Bona fide or not, concerns about the safety of genetically modified crops have been grabbing headlines. But a far bigger story looms in agricultural biotechnology: that of an industry choking on its own patent claims. For a powerful example, consider recent patent activity at Monsanto.
First, the company won a patent-number 6,174,724 for those keeping score-that covers a seminal technology in transgenic plant research: the use of antibiotic-resistant genes as markers. It works like this: when researchers want to insert new genes into plant cells, say to create a drought-tolerant crop variety, they couple these ingoing genes with such a genetic marker. By then exposing the target cells to antibiotics to see if they die (they don't if things got to the right place), scientists can easily test whether the gene transfer was a success. There is probably no one in transgenic plant research who doesn't make use of this technique. But now, thanks to the U.S. Patent and Trademark Office's woeful ineptitude, they will all have to beg permission from Monsanto to use this fundamental technology, not to mention pay any royalties the firm sets.Amazingly, however, an even worse intellectual-property nightmare is brewing. A pending Monsanto patent claims exclusive rights to a pivotal, widely used germ called Agrobacterium tumefaciens. This was the very first Trojan horse that scientists employed to sneak foreign genes into plants way back in 1983. And if Monsanto wins exclusive control over it, the field will be rocked even harder.
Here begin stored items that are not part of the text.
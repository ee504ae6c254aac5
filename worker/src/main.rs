//! Worker host agent: stakes on chain, derives a seal token, registers with
//! the master and supervises the embedded node agent.

use std::{sync::Arc, time::Duration};

use clap::Parser;
use tracing::{error, info};

use daas_chain::{ChainClient, ChainHttpRpcClient};
use daas_worker::{
	agent::WorkerAgent,
	settings::{init_logging, WorkerOptions, WorkerSettings},
	token,
};

const CHAIN_REQUEST_TIMEOUT: Duration = Duration::from_secs(30);

#[tokio::main]
async fn main() {
	let mut settings = match WorkerSettings::new(WorkerOptions::parse()) {
		Ok(settings) => settings,
		Err(error) => {
			eprintln!("Error reading settings: {error}");
			std::process::exit(1);
		},
	};

	init_logging(&settings.logging);

	let signer = match token::load_or_create_signer(&settings.chain.signing_key_file) {
		Ok(signer) => Arc::new(signer),
		Err(error) => {
			error!("Could not load the worker signing key: {error:#}");
			std::process::exit(1);
		},
	};

	if settings.node.id.is_empty() {
		// A fresh node id per wallet keeps re-staking from colliding with
		// an earlier registration under a different key.
		settings.node.id = format!(
			"w-{}",
			&signer.address().0.trim_start_matches("0x")[..12]
		);
	}
	info!(node_id = %settings.node.id, wallet = %signer.address(), "Starting daas worker");

	let rpc = match ChainHttpRpcClient::new(&settings.chain.http_endpoint, CHAIN_REQUEST_TIMEOUT)
	{
		Ok(rpc) => rpc,
		Err(error) => {
			error!("Could not create chain RPC client: {error:#}");
			std::process::exit(1);
		},
	};
	let chain = Arc::new(ChainClient::new(rpc, signer.clone()));

	let agent = match WorkerAgent::new(settings, chain, signer) {
		Ok(agent) => agent,
		Err(error) => {
			error!("Could not construct the worker agent: {error:#}");
			std::process::exit(1);
		},
	};

	if let Err(error) = agent.run().await {
		error!("Worker agent stopped: {error:#}");
		std::process::exit(1);
	}
}
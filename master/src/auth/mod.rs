//! Seal-token authentication: an opaque bearer token in, an identity with
//! groups out. Authority comes from the on-chain stake object, never from
//! the token bits; a bounded cache keeps chain reads off the hot path.

mod cache;

use std::{
	collections::HashMap,
	sync::{Arc, RwLock},
	time::{Duration, SystemTime, UNIX_EPOCH},
};

use async_trait::async_trait;
use tracing::{debug, info};

use daas_chain::{ChainClient, ChainError, ChainRpcApi};
use daas_primitives::{
	Identity, SealToken, StakeInfo, StakeStatus, StakeTiers, TokenKind, WalletAddress,
	TOKEN_TIMESTAMP_WINDOW_SECS,
};

use crate::constants::{AUTH_CACHE_CAPACITY, AUTH_CACHE_TTL};

pub use cache::ShardedCache;

#[cfg(test)]
use mockall::automock;

/// The chain reads the authenticator needs. Narrow on purpose so tests can
/// stand in a mock without a full chain client.
#[cfg_attr(test, automock)]
#[async_trait]
pub trait StakeReader: Send + Sync {
	async fn get_stake(&self, wallet: &WalletAddress)
		-> Result<Option<StakeInfo>, ChainError>;
}

#[async_trait]
impl<Rpc: ChainRpcApi> StakeReader for ChainClient<Rpc> {
	async fn get_stake(
		&self,
		wallet: &WalletAddress,
	) -> Result<Option<StakeInfo>, ChainError> {
		ChainClient::get_stake(self, wallet).await
	}
}

/// Rejection reasons. Everything except `ChainUnavailable` maps to a 401;
/// an unreachable chain with a cold cache is a 503.
#[derive(Debug, thiserror::Error)]
pub enum AuthError {
	#[error("MalformedToken")]
	MalformedToken,
	#[error("Expired")]
	Expired,
	#[error("UnknownToken")]
	UnknownToken,
	#[error("NoStake")]
	NoStake,
	#[error("InsufficientStake")]
	InsufficientStake,
	#[error("Inactive")]
	Inactive,
	#[error("TransientChainError")]
	ChainUnavailable(#[source] ChainError),
}

impl AuthError {
	/// Stable label for the reject counter and response bodies.
	pub fn reason(&self) -> &'static str {
		match self {
			AuthError::MalformedToken => "MalformedToken",
			AuthError::Expired => "Expired",
			AuthError::UnknownToken => "UnknownToken",
			AuthError::NoStake => "NoStake",
			AuthError::InsufficientStake => "InsufficientStake",
			AuthError::Inactive => "Inactive",
			AuthError::ChainUnavailable(_) => "TransientChainError",
		}
	}
}

pub struct Authenticator {
	chain: Arc<dyn StakeReader>,
	cache: ShardedCache,
	/// Hex tokens carry no wallet; this index is populated at worker
	/// registration and consulted on their first authentication.
	token_wallets: RwLock<HashMap<String, WalletAddress>>,
	tiers: StakeTiers,
	cache_ttl: Duration,
}

impl Authenticator {
	pub fn new(chain: Arc<dyn StakeReader>, tiers: StakeTiers) -> Self {
		Self::with_cache(chain, tiers, AUTH_CACHE_CAPACITY, AUTH_CACHE_TTL)
	}

	pub fn with_cache(
		chain: Arc<dyn StakeReader>,
		tiers: StakeTiers,
		cache_capacity: usize,
		cache_ttl: Duration,
	) -> Self {
		Self {
			chain,
			cache: ShardedCache::new(cache_capacity, cache_ttl),
			token_wallets: RwLock::new(HashMap::new()),
			tiers,
			cache_ttl,
		}
	}

	/// Record which wallet a hex token belongs to. Called by the worker
	/// registration path once the registry has confirmed the worker.
	pub fn index_token(&self, token: &SealToken, wallet: WalletAddress) {
		if matches!(token.kind(), Ok(TokenKind::Hex)) {
			self.token_wallets
				.write()
				.expect("token index lock")
				.insert(token.expose().to_string(), wallet);
		}
	}

	/// Drop all cached identities for a wallet, forcing the next
	/// authentication through the chain.
	pub fn invalidate_wallet(&self, wallet: &WalletAddress) {
		let removed = self.cache.remove_wallet(wallet);
		if removed > 0 {
			debug!(%wallet, removed, "Invalidated cached identities");
		}
	}

	pub async fn authenticate(&self, token: &SealToken) -> Result<Identity, AuthError> {
		let kind = token.kind().map_err(|_| AuthError::MalformedToken)?;

		if let TokenKind::Dotted { timestamp, .. } = &kind {
			let now = unix_now();
			if now.abs_diff(*timestamp) > TOKEN_TIMESTAMP_WINDOW_SECS {
				return Err(AuthError::Expired);
			}
		}

		if let Some(identity) = self.cache.get(token.expose()) {
			return Ok(identity);
		}

		let wallet = match kind {
			TokenKind::Dotted { address, .. } => address,
			TokenKind::Hex => self
				.token_wallets
				.read()
				.expect("token index lock")
				.get(token.expose())
				.cloned()
				.ok_or(AuthError::UnknownToken)?,
		};

		let stake = self
			.chain
			.get_stake(&wallet)
			.await
			.map_err(AuthError::ChainUnavailable)?
			.ok_or(AuthError::NoStake)?;

		match stake.status {
			StakeStatus::Active => {},
			StakeStatus::Inactive | StakeStatus::Slashed => return Err(AuthError::Inactive),
		}

		let groups =
			self.tiers.groups_for(stake.amount).ok_or(AuthError::InsufficientStake)?;

		let identity = Identity {
			principal_name: wallet.0.clone(),
			groups,
			wallet_address: wallet,
			stake_amount: stake.amount,
			not_after: unix_now() + self.cache_ttl.as_secs(),
		};
		self.cache.insert(token.expose().to_string(), identity.clone());
		Ok(identity)
	}

	/// Periodic eviction of expired cache entries.
	#[tracing::instrument(name = "auth-cache-sweeper", skip_all)]
	pub async fn run_sweeper(
		self: Arc<Self>,
		sweep_interval: Duration,
	) -> anyhow::Result<()> {
		info!("Starting");
		let mut interval = tokio::time::interval(sweep_interval);
		interval.set_missed_tick_behavior(tokio::time::MissedTickBehavior::Delay);
		loop {
			interval.tick().await;
			let removed = self.cache.sweep_expired();
			if removed > 0 {
				debug!(removed, "Swept expired auth cache entries");
			}
		}
	}

	#[cfg(test)]
	pub fn cached_entries(&self) -> usize {
		self.cache.len()
	}
}

fn unix_now() -> u64 {
	SystemTime::now()
		.duration_since(UNIX_EPOCH)
		.expect("system clock before unix epoch")
		.as_secs()
}

#[cfg(test)]
mod tests {
	use super::*;
	use daas_primitives::{groups, MIST_PER_SUI};

	fn active_stake(amount: u64) -> StakeInfo {
		StakeInfo { amount, status: StakeStatus::Active, last_update: 0 }
	}

	fn dotted_token(wallet: &str, age_secs: i64) -> SealToken {
		let timestamp = (unix_now() as i64 - age_secs) as u64;
		SealToken::new(format!("seal_{wallet}_sigbytes_challenge_1_{timestamp}"))
	}

	fn hex_token() -> SealToken {
		SealToken::new("ab".repeat(32))
	}

	fn authenticator(chain: MockStakeReader) -> Authenticator {
		Authenticator::with_cache(
			Arc::new(chain),
			StakeTiers::default(),
			64,
			Duration::from_secs(300),
		)
	}

	#[tokio::test]
	async fn short_tokens_are_malformed() {
		let auth = authenticator(MockStakeReader::new());
		let result = auth.authenticate(&SealToken::new("abcd")).await;
		assert!(matches!(result, Err(AuthError::MalformedToken)));
	}

	#[tokio::test]
	async fn dotted_tokens_outside_the_window_are_expired() {
		let auth = authenticator(MockStakeReader::new());
		assert!(matches!(
			auth.authenticate(&dotted_token("0xabc", 301)).await,
			Err(AuthError::Expired)
		));
		// Timestamps from the future are just as dead.
		assert!(matches!(
			auth.authenticate(&dotted_token("0xabc", -301)).await,
			Err(AuthError::Expired)
		));
		// The boundary itself is accepted (and then fails on the stake read).
		let mut chain = MockStakeReader::new();
		chain.expect_get_stake().returning(|_| Ok(None));
		let auth = authenticator(chain);
		assert!(matches!(
			auth.authenticate(&dotted_token("0xabc", 299)).await,
			Err(AuthError::NoStake)
		));
	}

	#[tokio::test]
	async fn unindexed_hex_tokens_are_unknown() {
		let auth = authenticator(MockStakeReader::new());
		assert!(matches!(
			auth.authenticate(&hex_token()).await,
			Err(AuthError::UnknownToken)
		));
	}

	#[tokio::test]
	async fn indexed_hex_token_resolves_and_caches() {
		let mut chain = MockStakeReader::new();
		chain
			.expect_get_stake()
			.times(1)
			.returning(|_| Ok(Some(active_stake(2 * MIST_PER_SUI))));
		let auth = authenticator(chain);

		let token = hex_token();
		auth.index_token(&token, WalletAddress::from("0xabc"));

		let identity = auth.authenticate(&token).await.unwrap();
		assert_eq!(identity.wallet_address, WalletAddress::from("0xabc"));
		assert!(identity.groups.contains(groups::USER));

		// Second call must come from the cache: the mock allows one read.
		let cached = auth.authenticate(&token).await.unwrap();
		assert_eq!(cached, identity);
	}

	#[tokio::test]
	async fn stake_tier_boundary_is_exact() {
		let mut chain = MockStakeReader::new();
		chain
			.expect_get_stake()
			.returning(|_| Ok(Some(active_stake(MIST_PER_SUI - 1))));
		let auth = authenticator(chain);
		assert!(matches!(
			auth.authenticate(&dotted_token("0xabc", 0)).await,
			Err(AuthError::InsufficientStake)
		));

		let mut chain = MockStakeReader::new();
		chain.expect_get_stake().returning(|_| Ok(Some(active_stake(MIST_PER_SUI))));
		let auth = authenticator(chain);
		let identity = auth.authenticate(&dotted_token("0xabc", 0)).await.unwrap();
		assert!(identity.groups.contains(groups::USER));
		assert!(identity.groups.contains(groups::DEVELOPER));
	}

	#[tokio::test]
	async fn admin_tier_gets_cluster_admin() {
		let mut chain = MockStakeReader::new();
		chain
			.expect_get_stake()
			.returning(|_| Ok(Some(active_stake(10 * MIST_PER_SUI))));
		let identity = authenticator(chain)
			.authenticate(&dotted_token("0xadmin", 0))
			.await
			.unwrap();
		assert!(identity.groups.contains(groups::CLUSTER_ADMIN));
		assert!(identity.groups.contains(groups::AUTHENTICATED));
	}

	#[tokio::test]
	async fn slashed_stake_is_inactive() {
		let mut chain = MockStakeReader::new();
		chain.expect_get_stake().returning(|_| {
			Ok(Some(StakeInfo {
				amount: 10 * MIST_PER_SUI,
				status: StakeStatus::Slashed,
				last_update: 0,
			}))
		});
		assert!(matches!(
			authenticator(chain).authenticate(&dotted_token("0xabc", 0)).await,
			Err(AuthError::Inactive)
		));
	}

	#[tokio::test]
	async fn warm_cache_survives_chain_outage() {
		let mut chain = MockStakeReader::new();
		let mut calls = 0;
		chain.expect_get_stake().returning(move |_| {
			calls += 1;
			if calls == 1 {
				Ok(Some(active_stake(2 * MIST_PER_SUI)))
			} else {
				Err(ChainError::Transient(anyhow::anyhow!("rpc unreachable")))
			}
		});
		let auth = authenticator(chain);
		let token = dotted_token("0xabc", 0);

		auth.authenticate(&token).await.unwrap();
		// Chain is now down; the cached identity still serves.
		auth.authenticate(&token).await.unwrap();

		// Once the wallet is invalidated the outage becomes visible.
		auth.invalidate_wallet(&WalletAddress::from("0xabc"));
		assert!(matches!(
			auth.authenticate(&token).await,
			Err(AuthError::ChainUnavailable(_))
		));
	}

	#[tokio::test]
	async fn invalidate_wallet_forces_revalidation() {
		let mut chain = MockStakeReader::new();
		let mut calls = 0;
		chain.expect_get_stake().times(2).returning(move |_| {
			calls += 1;
			if calls == 1 {
				Ok(Some(active_stake(2 * MIST_PER_SUI)))
			} else {
				Ok(Some(StakeInfo {
					amount: 2 * MIST_PER_SUI,
					status: StakeStatus::Slashed,
					last_update: 0,
				}))
			}
		});
		let auth = authenticator(chain);
		let token = dotted_token("0xabc", 0);

		auth.authenticate(&token).await.unwrap();
		auth.invalidate_wallet(&WalletAddress::from("0xabc"));
		assert!(matches!(auth.authenticate(&token).await, Err(AuthError::Inactive)));
	}

	#[tokio::test]
	async fn expired_entries_never_serve() {
		let mut chain = MockStakeReader::new();
		chain
			.expect_get_stake()
			.times(2)
			.returning(|_| Ok(Some(active_stake(2 * MIST_PER_SUI))));
		let auth = Authenticator::with_cache(
			Arc::new(chain),
			StakeTiers::default(),
			64,
			Duration::ZERO,
		);
		let token = dotted_token("0xabc", 0);
		auth.authenticate(&token).await.unwrap();
		// TTL zero: the entry expired immediately, so the chain is hit again.
		auth.authenticate(&token).await.unwrap();
		assert_eq!(auth.cached_entries(), 1);
	}
}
The real tragedy here is that both these patents (one granted, one pending) would confer monopolies on technologies that fall way too far upstream of the market to deserve patent protection. As many scholars have noted, patents are supposed to be a compact between the public and the inventor: in exchange for allowing the inventor a limited monopoly, the public gets access to a new product. But in these cases, there is no new product. Instead, Monsanto has essentially grabbed a piece of the ag biotech "infostructure"-claiming exclusive rights to a technological technique that everyone in the field needs to compete.